(Supplied records begins)

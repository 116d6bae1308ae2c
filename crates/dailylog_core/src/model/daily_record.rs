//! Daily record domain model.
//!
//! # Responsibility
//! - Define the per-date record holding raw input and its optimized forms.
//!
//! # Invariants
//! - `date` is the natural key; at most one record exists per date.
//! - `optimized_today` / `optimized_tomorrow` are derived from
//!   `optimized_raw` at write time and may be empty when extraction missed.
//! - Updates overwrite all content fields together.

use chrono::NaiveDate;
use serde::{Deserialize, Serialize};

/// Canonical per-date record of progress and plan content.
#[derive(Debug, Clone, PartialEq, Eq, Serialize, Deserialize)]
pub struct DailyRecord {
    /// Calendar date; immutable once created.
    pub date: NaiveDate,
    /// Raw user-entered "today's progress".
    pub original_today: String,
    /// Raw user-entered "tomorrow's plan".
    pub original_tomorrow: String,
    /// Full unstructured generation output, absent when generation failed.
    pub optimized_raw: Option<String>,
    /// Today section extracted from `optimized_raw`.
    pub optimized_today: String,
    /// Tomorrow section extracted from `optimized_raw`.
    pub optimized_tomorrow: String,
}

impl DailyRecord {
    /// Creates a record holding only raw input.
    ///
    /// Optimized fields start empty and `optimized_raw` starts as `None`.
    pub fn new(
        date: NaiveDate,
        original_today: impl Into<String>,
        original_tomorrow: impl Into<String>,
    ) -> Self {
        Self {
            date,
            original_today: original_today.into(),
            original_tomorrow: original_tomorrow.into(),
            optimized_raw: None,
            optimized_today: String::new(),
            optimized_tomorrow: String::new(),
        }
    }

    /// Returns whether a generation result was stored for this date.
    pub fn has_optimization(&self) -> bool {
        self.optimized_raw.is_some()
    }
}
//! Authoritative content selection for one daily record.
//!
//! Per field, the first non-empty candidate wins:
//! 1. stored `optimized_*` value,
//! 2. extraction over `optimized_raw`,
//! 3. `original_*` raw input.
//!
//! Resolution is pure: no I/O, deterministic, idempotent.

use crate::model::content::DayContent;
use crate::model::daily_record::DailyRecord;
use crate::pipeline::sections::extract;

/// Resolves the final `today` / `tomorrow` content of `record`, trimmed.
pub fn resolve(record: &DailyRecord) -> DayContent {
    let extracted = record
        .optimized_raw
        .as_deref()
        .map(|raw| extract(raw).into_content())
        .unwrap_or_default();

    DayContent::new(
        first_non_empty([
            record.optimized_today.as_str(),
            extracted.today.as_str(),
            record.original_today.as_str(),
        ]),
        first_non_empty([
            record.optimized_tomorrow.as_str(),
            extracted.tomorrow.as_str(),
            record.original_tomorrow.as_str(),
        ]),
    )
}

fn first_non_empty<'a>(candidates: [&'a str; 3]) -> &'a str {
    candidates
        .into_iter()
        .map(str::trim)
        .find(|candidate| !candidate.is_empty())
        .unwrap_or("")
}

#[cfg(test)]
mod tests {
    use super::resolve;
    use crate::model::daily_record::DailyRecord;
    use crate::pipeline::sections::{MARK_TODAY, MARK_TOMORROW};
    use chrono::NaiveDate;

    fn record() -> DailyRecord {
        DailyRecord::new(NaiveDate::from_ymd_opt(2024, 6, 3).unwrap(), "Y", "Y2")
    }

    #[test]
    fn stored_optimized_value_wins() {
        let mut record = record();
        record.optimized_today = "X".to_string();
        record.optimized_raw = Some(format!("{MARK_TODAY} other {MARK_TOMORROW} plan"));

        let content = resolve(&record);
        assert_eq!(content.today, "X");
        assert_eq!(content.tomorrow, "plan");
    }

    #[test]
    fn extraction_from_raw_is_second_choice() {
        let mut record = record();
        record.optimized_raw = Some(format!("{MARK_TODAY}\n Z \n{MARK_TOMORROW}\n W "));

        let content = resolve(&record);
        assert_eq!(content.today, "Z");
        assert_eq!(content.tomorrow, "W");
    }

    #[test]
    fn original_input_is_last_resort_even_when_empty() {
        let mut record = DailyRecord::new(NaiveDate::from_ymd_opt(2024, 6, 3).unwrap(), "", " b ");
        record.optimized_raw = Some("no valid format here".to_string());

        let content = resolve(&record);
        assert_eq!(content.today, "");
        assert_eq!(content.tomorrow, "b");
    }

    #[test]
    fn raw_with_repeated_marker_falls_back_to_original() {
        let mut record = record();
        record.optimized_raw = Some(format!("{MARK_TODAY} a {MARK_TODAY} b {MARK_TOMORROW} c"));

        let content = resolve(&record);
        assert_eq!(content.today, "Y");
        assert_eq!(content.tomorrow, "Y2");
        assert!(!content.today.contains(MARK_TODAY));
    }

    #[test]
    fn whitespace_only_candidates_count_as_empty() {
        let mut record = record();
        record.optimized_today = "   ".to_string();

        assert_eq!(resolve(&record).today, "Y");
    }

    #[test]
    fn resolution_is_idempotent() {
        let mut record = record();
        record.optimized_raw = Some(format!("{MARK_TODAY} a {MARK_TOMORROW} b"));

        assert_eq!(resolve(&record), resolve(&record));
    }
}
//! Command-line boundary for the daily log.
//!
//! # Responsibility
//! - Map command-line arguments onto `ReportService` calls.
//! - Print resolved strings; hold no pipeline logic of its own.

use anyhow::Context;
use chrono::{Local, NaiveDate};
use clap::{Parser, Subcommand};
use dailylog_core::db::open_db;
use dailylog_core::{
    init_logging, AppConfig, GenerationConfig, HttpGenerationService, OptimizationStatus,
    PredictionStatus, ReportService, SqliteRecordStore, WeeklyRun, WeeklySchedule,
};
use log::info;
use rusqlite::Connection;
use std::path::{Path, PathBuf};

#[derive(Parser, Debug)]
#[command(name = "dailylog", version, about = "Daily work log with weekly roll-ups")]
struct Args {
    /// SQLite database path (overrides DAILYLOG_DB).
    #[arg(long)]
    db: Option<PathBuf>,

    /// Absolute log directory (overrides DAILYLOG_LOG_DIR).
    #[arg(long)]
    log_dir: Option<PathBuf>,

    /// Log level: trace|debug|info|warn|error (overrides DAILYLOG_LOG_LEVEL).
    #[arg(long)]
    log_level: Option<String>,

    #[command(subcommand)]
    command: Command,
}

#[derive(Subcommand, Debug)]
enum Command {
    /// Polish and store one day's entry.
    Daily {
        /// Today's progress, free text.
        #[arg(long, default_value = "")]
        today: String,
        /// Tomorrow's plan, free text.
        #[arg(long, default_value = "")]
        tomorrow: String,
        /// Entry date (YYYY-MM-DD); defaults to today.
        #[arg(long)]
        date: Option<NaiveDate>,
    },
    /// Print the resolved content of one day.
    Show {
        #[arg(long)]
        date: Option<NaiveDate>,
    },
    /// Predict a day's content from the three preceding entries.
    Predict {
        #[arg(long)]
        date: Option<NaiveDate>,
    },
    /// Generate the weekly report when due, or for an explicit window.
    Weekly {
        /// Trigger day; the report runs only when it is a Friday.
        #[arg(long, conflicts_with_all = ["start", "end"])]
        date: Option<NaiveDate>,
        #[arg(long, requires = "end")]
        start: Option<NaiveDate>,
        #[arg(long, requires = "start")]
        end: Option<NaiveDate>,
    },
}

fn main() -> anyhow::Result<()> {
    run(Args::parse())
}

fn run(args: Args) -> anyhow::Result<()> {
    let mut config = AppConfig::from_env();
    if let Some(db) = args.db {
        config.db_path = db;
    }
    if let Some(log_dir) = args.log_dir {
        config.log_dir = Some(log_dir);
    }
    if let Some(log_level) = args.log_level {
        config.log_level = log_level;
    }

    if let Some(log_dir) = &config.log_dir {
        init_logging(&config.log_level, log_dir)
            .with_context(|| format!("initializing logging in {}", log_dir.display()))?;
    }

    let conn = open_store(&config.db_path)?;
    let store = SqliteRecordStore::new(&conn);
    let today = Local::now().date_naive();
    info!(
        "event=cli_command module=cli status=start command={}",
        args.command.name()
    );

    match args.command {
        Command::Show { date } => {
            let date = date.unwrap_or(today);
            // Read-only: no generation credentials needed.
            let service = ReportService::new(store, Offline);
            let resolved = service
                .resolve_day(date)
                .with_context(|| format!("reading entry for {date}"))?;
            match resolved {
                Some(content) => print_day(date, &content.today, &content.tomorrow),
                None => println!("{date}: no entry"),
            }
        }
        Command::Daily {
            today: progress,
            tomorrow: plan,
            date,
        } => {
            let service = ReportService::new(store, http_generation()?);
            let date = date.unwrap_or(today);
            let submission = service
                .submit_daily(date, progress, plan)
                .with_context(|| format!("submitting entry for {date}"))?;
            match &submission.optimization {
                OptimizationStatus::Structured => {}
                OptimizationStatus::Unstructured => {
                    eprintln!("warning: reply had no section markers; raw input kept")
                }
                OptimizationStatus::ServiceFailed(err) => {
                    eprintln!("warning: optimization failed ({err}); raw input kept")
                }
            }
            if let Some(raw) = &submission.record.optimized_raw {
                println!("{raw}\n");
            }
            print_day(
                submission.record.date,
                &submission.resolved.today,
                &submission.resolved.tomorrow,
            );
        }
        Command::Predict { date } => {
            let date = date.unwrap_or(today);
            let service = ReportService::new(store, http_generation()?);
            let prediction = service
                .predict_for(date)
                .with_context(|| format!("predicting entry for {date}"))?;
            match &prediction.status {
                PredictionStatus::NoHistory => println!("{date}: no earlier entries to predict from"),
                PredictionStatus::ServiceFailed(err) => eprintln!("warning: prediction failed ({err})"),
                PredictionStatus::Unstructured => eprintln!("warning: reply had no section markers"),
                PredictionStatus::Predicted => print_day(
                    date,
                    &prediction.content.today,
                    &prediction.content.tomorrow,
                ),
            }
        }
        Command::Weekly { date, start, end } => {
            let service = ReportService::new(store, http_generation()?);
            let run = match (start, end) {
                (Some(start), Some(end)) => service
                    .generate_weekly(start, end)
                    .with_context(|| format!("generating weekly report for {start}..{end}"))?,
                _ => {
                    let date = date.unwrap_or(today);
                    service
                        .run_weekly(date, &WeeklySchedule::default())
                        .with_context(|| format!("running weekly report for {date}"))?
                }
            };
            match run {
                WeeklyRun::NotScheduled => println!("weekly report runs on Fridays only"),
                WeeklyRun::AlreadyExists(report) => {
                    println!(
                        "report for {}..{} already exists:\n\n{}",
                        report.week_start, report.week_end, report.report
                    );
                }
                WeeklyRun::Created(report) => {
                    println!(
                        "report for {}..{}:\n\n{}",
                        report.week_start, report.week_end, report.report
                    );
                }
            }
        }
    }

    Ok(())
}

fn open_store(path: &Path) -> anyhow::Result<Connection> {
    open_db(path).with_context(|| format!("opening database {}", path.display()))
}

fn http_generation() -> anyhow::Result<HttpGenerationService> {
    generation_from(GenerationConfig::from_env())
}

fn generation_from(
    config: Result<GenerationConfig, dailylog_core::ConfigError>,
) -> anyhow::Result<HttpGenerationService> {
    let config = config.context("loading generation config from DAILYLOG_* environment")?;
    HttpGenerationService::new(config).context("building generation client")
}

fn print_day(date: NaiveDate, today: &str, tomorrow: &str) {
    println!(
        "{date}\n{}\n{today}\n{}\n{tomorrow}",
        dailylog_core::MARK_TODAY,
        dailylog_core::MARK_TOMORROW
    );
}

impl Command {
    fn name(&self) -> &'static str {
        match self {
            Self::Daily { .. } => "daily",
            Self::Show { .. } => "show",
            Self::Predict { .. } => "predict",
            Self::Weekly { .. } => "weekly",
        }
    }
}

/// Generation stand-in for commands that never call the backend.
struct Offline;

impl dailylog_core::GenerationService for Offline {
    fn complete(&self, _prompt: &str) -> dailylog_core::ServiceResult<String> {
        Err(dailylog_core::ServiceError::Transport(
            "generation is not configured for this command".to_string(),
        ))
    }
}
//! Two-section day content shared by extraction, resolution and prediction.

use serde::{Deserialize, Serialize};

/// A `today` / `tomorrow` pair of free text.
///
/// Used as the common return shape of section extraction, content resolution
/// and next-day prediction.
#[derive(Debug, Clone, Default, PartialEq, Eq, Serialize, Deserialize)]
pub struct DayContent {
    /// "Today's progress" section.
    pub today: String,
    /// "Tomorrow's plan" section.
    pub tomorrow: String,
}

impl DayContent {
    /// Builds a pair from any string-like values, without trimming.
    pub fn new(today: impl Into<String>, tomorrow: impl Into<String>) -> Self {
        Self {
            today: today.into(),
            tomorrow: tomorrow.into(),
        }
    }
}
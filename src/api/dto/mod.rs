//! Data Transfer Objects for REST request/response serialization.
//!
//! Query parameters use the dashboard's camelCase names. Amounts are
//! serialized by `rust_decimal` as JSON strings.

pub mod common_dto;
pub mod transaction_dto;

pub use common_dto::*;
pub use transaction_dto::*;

(Supplied records ends)

Work to complete >>
Go through the material above, find each line with the string "free", and copy it.

Reply to the exercise >>
        /// Today's progress, free text.
        /// Tomorrow's plan, free text.
/// A `today` / `tomorrow` pair of free text.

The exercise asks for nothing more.